PENDING = "pending" # Task queued, not started
PRE_LOOP = "pre_loop" # Running design phases
PLAYER_TURN = "player_turn" # Player implementing
COACH_TURN = "coach_turn" # Coach validating
APPROVED = "approved" # Coach approved, ready for review
BLOCKED = "blocked" # Max turns or quality gate failure
COMPLETED = "completed" # Merged to main
State Persistence¶
State is persisted to .guardkit/state/ for resume capability:
{
"task_id": "TASK-AUTH-001",
"feature_id": "FEAT-A1B2",
"state": "player_turn",
"turn": 2,
"max_turns": 5,
"worktree_path": ".guardkit/worktrees/FEAT-A1B2",
"branch": "autobuild/FEAT-A1B2",
"started_at": "2026-01-24T10:30:00Z",
"last_updated": "2026-01-24T10:45:00Z",
"player_results": [...],
"coach_feedback": [...]
}
Escape Hatch Pattern¶
The Escape Hatch Pattern prevents infinite loops by enforcing a maximum iteration count.
Implementation¶
class EscapeHatch:
"""
Escape Hatch Pattern implementation.
From Anthropic research: "Escape hatches provide a controlled way
to exit when the AI gets stuck, rather than looping forever or
requiring manual intervention."
"""
def __init__(self, max_turns: int = 5):
self.max_turns = max_turns
self.current_turn = 0
def check(self) -> bool:
"""Check if escape hatch should trigger."""
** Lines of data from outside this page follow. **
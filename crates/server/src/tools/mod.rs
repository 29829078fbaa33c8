//! MCP tool implementations.
//!
//! This module contains all tools exposed by the naturia-sw server.

pub mod fetch;
pub mod lifecycle;
pub mod species;
pub mod store;

use rmcp::{
    ErrorData as McpError,
    model::{CallToolResult, Content},
};
use serde::Serialize;

use crate::error::ToolError;

/// Serialize tool output as pretty JSON text content.
pub(crate) fn json_result<T: Serialize>(output: &T) -> Result<CallToolResult, McpError> {
    let json = serde_json::to_string_pretty(output)
        .map_err(|e| ToolError::EncodeFailed(format!("Failed to serialize output: {e}")))?;
    Ok(CallToolResult::success(vec![Content::text(json)]))
}

#[cfg(test)]
pub(crate) mod testing {
    use naturia_client::{FetchConfig, HttpFetcher, Reactor, ReactorHandle, WorkerSettings};
    use naturia_core::{AppConfig, CacheDb};
    use rmcp::model::CallToolResult;
    use std::sync::Arc;

    /// A reactor over an in-memory store, fetching from `origin`.
    pub async fn reactor(origin: &str, manifest: &[&str]) -> (CacheDb, ReactorHandle, WorkerSettings) {
        let config = AppConfig {
            origin: origin.to_string(),
            manifest: manifest.iter().map(|m| m.to_string()).collect(),
            ..Default::default()
        };
        let settings = WorkerSettings::from_config(&config).unwrap();
        let db = CacheDb::open_in_memory().await.unwrap();
        let fetcher = Arc::new(HttpFetcher::new(FetchConfig::from(&config)).unwrap());
        let handle = Reactor::start(db.clone(), fetcher, settings.clone(), config.skip_waiting)
            .await
            .unwrap();
        (db, handle, settings)
    }

    /// Decode the JSON text a tool returned.
    pub fn output<T: serde::de::DeserializeOwned>(result: &CallToolResult) -> T {
        let text = result
            .content
            .first()
            .and_then(|c| c.as_text())
            .map(|t| t.text.clone())
            .expect("Expected text content");
        serde_json::from_str(&text).unwrap()
    }
}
return self.current_turn >= self.max_turns
def on_escape(self, task_id: str, results: list) -> AutoBuildResult:
"""
Generate blocked report when escape hatch triggers.
The blocked report provides:
1. Summary of all attempts
2. Recurring issues identified
3. Suggested manual interventions
"""
return AutoBuildResult(
status="blocked",
reason="max_turns_reached",
turns_completed=self.current_turn,
blocked_report=self._generate_blocked_report(results),
)
def _generate_blocked_report(self, results: list) -> dict:
"""Analyze attempts and generate actionable report."""
return {
"total_attempts": len(results),
"recurring_issues": self._identify_recurring_issues(results),
"last_feedback": results[-1].coach_feedback if results else None,
"suggested_actions": self._suggest_interventions(results),
}
Blocked Report Example¶
blocked_report:
total_attempts: 5
recurring_issues:
- "Test coverage below 80% (consistently ~65%)"
- "Missing edge case tests for error handling"
last_feedback:
- "Add tests for AuthService.refresh_token error paths"
- "Coverage at 67%, needs 80%"
suggested_actions:
- "Manually add tests for edge cases"
- "Review test coverage report at coverage/index.html"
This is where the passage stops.